* _PROBLEM DETAILS_:
Reproduce, from the lines below, exactly the stretch that begins at the line containing "filename crates/neontris-engine/src/engine/piece_generator.rs" and ends at the line containing "deterministic piece generation.", both included.

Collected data
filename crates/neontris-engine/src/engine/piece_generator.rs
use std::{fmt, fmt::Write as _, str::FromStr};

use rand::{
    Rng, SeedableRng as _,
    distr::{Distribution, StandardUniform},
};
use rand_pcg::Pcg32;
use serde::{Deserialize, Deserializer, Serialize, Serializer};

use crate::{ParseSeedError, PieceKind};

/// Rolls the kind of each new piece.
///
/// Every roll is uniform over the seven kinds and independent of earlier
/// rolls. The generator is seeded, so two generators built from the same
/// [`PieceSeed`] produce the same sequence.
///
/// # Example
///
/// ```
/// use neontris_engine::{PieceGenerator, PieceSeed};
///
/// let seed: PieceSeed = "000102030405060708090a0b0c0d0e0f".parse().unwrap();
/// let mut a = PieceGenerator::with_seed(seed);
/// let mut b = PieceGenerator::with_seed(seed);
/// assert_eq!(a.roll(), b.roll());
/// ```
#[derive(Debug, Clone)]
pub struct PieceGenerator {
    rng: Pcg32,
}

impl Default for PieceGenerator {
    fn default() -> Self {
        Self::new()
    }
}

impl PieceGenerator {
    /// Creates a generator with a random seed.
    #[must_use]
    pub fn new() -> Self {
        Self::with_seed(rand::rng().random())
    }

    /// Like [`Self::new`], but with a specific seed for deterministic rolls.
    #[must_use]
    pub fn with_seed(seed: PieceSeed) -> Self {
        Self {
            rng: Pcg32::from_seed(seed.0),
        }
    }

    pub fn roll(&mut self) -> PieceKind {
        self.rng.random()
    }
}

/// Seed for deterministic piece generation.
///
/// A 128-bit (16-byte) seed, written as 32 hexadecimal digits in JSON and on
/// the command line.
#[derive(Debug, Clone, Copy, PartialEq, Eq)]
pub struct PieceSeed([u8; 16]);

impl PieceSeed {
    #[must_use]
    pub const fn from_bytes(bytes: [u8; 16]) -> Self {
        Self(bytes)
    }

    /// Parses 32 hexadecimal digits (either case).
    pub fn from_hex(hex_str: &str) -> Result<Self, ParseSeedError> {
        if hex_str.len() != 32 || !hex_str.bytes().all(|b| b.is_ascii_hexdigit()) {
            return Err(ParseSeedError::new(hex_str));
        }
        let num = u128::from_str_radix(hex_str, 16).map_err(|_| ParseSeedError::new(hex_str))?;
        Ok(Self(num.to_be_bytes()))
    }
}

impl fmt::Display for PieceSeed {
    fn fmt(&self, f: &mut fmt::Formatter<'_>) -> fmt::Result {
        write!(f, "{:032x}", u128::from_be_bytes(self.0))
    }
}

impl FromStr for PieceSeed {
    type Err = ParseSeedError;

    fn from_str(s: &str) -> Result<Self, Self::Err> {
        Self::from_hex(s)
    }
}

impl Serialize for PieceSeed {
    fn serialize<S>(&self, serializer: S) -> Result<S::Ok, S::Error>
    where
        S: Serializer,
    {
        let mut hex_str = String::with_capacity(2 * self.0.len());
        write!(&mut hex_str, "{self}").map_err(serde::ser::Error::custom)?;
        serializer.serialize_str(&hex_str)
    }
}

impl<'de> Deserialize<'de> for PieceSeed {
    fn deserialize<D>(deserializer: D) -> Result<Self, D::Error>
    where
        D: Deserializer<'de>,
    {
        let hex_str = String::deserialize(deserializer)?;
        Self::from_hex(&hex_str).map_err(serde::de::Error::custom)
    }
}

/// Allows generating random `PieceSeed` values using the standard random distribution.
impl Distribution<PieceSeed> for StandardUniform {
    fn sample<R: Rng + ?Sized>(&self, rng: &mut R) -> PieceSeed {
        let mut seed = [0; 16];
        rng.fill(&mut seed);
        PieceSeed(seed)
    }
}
--
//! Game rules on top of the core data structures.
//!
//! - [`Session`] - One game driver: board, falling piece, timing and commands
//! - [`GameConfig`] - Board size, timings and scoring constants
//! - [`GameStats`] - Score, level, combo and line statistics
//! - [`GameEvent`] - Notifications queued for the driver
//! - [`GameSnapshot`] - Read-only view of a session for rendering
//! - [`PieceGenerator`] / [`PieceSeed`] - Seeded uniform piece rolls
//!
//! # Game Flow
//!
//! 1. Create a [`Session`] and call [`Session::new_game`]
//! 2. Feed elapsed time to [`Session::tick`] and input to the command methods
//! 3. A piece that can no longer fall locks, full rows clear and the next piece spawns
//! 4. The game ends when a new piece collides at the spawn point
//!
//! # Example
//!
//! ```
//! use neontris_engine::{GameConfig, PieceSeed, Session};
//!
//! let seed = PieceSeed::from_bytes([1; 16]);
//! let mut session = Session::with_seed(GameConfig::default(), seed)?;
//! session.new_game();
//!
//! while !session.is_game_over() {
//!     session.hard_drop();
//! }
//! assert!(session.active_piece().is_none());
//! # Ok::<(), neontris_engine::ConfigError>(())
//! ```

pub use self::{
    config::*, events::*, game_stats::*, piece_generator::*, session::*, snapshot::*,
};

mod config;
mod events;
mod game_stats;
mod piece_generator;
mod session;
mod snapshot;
---
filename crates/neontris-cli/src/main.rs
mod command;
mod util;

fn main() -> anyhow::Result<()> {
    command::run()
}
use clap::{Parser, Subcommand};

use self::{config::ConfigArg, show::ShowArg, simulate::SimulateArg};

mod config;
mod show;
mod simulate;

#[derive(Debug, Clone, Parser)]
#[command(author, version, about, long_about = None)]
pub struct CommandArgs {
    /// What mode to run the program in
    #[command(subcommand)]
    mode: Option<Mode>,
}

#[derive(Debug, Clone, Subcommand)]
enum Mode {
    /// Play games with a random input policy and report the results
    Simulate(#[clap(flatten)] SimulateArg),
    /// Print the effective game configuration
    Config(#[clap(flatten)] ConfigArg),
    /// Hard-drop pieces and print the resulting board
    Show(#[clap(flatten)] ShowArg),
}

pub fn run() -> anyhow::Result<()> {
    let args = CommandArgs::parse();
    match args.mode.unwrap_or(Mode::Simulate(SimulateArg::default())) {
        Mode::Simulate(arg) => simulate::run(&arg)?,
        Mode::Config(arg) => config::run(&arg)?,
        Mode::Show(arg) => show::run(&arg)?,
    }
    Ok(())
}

* _ANSWER SECTION_:
filename crates/neontris-engine/src/engine/piece_generator.rs
use std::{fmt, fmt::Write as _, str::FromStr};

use rand::{
    Rng, SeedableRng as _,
    distr::{Distribution, StandardUniform},
};
use rand_pcg::Pcg32;
use serde::{Deserialize, Deserializer, Serialize, Serializer};

use crate::{ParseSeedError, PieceKind};

/// Rolls the kind of each new piece.
///
/// Every roll is uniform over the seven kinds and independent of earlier
/// rolls. The generator is seeded, so two generators built from the same
/// [`PieceSeed`] produce the same sequence.
///
/// # Example
///
/// ```
/// use neontris_engine::{PieceGenerator, PieceSeed};
///
/// let seed: PieceSeed = "000102030405060708090a0b0c0d0e0f".parse().unwrap();
/// let mut a = PieceGenerator::with_seed(seed);
/// let mut b = PieceGenerator::with_seed(seed);
/// assert_eq!(a.roll(), b.roll());
/// ```
#[derive(Debug, Clone)]
pub struct PieceGenerator {
    rng: Pcg32,
}

impl Default for PieceGenerator {
    fn default() -> Self {
        Self::new()
    }
}

impl PieceGenerator {
    /// Creates a generator with a random seed.
    #[must_use]
    pub fn new() -> Self {
        Self::with_seed(rand::rng().random())
    }

    /// Like [`Self::new`], but with a specific seed for deterministic rolls.
    #[must_use]
    pub fn with_seed(seed: PieceSeed) -> Self {
        Self {
            rng: Pcg32::from_seed(seed.0),
        }
    }

    pub fn roll(&mut self) -> PieceKind {
        self.rng.random()
    }
}

/// Seed for deterministic piece generation.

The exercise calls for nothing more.